Once you find the line containing "they are responsible" in the data below, copy it and each following line exactly, up to and including the line containing "Role::Support => match", and nothing else.
#####
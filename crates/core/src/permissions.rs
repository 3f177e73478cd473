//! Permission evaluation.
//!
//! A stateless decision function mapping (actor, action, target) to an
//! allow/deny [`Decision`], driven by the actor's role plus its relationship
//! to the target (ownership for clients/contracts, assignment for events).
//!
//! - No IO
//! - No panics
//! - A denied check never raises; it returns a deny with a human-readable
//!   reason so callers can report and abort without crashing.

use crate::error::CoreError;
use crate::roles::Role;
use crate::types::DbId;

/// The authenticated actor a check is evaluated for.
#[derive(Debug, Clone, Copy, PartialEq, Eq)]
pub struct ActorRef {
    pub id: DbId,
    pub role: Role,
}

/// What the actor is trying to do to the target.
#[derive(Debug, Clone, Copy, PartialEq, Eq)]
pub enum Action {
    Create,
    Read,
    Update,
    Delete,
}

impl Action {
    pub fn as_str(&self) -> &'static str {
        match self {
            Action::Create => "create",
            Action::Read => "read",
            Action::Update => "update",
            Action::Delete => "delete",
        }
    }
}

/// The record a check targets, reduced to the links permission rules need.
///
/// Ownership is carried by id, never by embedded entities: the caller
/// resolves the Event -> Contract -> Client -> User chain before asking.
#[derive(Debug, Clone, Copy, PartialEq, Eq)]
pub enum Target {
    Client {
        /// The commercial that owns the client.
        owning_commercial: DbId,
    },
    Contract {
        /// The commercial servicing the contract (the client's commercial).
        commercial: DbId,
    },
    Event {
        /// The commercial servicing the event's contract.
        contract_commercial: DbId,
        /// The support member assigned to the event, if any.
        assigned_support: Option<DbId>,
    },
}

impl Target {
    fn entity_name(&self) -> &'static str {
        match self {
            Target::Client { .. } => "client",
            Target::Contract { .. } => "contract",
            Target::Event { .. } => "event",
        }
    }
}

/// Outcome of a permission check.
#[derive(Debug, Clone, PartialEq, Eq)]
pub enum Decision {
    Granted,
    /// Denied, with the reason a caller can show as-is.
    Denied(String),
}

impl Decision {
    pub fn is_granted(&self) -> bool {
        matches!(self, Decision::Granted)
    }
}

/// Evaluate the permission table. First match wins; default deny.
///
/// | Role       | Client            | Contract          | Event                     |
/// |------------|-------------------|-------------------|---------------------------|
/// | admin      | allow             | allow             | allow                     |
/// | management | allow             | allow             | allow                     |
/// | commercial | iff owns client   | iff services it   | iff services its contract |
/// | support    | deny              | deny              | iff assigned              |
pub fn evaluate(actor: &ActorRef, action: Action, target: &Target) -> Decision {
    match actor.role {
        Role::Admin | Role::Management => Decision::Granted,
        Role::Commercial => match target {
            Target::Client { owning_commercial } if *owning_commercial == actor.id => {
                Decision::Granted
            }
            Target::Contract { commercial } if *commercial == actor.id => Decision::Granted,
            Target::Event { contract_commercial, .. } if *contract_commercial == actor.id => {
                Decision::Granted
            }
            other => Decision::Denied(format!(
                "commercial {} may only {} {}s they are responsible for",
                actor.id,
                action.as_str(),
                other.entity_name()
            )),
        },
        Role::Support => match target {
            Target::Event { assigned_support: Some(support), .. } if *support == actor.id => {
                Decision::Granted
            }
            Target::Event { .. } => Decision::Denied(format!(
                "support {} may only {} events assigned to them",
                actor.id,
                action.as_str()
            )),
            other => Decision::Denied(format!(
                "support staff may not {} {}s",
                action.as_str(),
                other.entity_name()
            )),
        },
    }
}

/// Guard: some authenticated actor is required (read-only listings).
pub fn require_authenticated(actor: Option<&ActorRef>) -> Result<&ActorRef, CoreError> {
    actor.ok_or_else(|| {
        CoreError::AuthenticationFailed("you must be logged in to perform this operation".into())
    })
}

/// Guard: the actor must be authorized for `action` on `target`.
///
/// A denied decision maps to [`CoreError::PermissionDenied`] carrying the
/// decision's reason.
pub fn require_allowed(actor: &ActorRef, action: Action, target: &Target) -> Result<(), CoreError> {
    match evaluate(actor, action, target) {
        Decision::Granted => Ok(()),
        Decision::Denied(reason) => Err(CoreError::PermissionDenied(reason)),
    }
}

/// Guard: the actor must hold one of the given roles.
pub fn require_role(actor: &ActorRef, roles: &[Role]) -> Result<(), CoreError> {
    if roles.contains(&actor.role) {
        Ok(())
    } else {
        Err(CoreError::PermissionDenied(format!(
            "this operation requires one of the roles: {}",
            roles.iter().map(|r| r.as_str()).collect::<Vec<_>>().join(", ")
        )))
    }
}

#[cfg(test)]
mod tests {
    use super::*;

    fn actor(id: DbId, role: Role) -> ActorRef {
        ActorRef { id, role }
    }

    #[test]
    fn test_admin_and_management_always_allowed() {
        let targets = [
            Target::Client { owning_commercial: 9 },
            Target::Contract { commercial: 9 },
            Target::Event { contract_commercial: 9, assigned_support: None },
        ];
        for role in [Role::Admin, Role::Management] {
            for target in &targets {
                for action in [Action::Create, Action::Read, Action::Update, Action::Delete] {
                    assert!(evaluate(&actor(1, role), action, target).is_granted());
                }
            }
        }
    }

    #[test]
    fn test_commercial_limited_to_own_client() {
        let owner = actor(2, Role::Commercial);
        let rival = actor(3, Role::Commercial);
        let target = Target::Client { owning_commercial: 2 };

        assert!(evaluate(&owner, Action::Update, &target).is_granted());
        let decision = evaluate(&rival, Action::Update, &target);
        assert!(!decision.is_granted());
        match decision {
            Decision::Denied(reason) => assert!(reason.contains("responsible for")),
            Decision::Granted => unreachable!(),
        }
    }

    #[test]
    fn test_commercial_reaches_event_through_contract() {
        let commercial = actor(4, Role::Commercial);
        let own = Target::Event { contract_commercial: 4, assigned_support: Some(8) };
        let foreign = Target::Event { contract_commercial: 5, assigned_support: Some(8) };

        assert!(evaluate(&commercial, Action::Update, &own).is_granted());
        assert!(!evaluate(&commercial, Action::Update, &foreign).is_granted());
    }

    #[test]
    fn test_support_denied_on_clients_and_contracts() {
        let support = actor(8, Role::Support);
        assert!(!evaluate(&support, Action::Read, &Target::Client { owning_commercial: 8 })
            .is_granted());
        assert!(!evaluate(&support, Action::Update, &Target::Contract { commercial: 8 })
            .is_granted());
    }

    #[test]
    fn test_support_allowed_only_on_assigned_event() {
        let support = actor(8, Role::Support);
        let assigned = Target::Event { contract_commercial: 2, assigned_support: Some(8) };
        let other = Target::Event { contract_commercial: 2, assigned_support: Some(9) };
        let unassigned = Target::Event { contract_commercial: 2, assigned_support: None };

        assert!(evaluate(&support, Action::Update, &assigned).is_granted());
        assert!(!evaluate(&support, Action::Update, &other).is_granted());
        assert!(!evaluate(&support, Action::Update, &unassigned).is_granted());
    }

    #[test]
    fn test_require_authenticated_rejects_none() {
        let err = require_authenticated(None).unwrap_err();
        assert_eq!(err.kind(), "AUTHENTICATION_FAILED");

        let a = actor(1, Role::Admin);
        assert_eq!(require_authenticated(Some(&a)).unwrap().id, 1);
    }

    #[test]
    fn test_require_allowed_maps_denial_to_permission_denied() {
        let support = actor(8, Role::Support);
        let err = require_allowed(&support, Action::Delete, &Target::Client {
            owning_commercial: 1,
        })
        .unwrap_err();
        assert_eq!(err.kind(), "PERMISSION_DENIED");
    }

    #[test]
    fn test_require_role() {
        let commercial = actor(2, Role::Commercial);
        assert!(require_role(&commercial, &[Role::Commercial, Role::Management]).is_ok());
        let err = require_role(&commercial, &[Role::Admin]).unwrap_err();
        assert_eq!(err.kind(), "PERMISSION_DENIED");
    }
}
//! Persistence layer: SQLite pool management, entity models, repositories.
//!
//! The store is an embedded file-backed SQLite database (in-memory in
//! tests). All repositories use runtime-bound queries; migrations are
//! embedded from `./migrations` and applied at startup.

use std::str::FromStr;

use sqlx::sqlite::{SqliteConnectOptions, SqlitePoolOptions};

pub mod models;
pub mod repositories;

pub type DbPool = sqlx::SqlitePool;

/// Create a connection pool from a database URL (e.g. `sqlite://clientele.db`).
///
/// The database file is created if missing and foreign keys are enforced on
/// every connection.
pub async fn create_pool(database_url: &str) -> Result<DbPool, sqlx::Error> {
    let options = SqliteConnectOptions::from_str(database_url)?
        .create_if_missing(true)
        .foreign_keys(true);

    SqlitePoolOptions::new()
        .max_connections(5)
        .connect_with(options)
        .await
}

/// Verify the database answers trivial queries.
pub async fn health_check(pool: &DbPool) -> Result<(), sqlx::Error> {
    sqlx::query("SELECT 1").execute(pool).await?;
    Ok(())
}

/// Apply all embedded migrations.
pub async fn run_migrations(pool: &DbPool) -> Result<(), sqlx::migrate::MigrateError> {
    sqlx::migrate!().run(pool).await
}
#####
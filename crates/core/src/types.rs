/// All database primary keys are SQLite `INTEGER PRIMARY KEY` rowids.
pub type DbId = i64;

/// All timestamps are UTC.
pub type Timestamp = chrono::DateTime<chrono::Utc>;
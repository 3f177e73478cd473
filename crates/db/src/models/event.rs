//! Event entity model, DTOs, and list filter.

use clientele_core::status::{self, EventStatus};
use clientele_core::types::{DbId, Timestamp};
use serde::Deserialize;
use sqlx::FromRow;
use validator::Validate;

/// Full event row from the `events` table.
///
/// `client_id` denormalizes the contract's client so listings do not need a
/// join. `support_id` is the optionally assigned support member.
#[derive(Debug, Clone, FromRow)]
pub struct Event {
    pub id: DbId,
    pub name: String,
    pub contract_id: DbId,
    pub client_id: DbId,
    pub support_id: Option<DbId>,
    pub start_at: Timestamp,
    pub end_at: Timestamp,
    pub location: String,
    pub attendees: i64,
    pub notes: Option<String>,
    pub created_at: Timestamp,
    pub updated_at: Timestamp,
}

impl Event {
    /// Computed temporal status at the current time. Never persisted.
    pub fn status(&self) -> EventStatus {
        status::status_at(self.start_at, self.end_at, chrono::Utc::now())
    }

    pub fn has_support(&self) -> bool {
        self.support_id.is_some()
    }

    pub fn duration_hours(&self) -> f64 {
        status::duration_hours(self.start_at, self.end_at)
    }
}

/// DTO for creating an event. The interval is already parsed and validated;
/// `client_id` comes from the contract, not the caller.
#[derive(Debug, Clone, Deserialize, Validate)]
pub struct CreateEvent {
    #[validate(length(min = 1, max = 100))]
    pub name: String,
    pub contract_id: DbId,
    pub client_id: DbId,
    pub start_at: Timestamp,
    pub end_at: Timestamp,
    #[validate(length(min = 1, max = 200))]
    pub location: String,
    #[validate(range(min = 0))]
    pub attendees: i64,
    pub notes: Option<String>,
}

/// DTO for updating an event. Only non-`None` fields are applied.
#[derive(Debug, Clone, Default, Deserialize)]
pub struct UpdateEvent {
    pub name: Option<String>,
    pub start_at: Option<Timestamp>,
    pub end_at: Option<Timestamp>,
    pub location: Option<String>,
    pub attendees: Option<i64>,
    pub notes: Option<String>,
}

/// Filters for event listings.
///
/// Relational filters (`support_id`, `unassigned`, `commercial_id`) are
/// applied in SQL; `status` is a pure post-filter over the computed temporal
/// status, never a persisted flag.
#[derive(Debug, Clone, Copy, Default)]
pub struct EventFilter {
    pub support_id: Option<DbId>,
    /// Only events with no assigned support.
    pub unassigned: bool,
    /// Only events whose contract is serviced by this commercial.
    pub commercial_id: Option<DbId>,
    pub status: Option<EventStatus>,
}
#####
THE COMPLETED TASK
                "commercial {} may only {} {}s they are responsible for",
                actor.id,
                action.as_str(),
                other.entity_name()
            )),
        },
        Role::Support => match target {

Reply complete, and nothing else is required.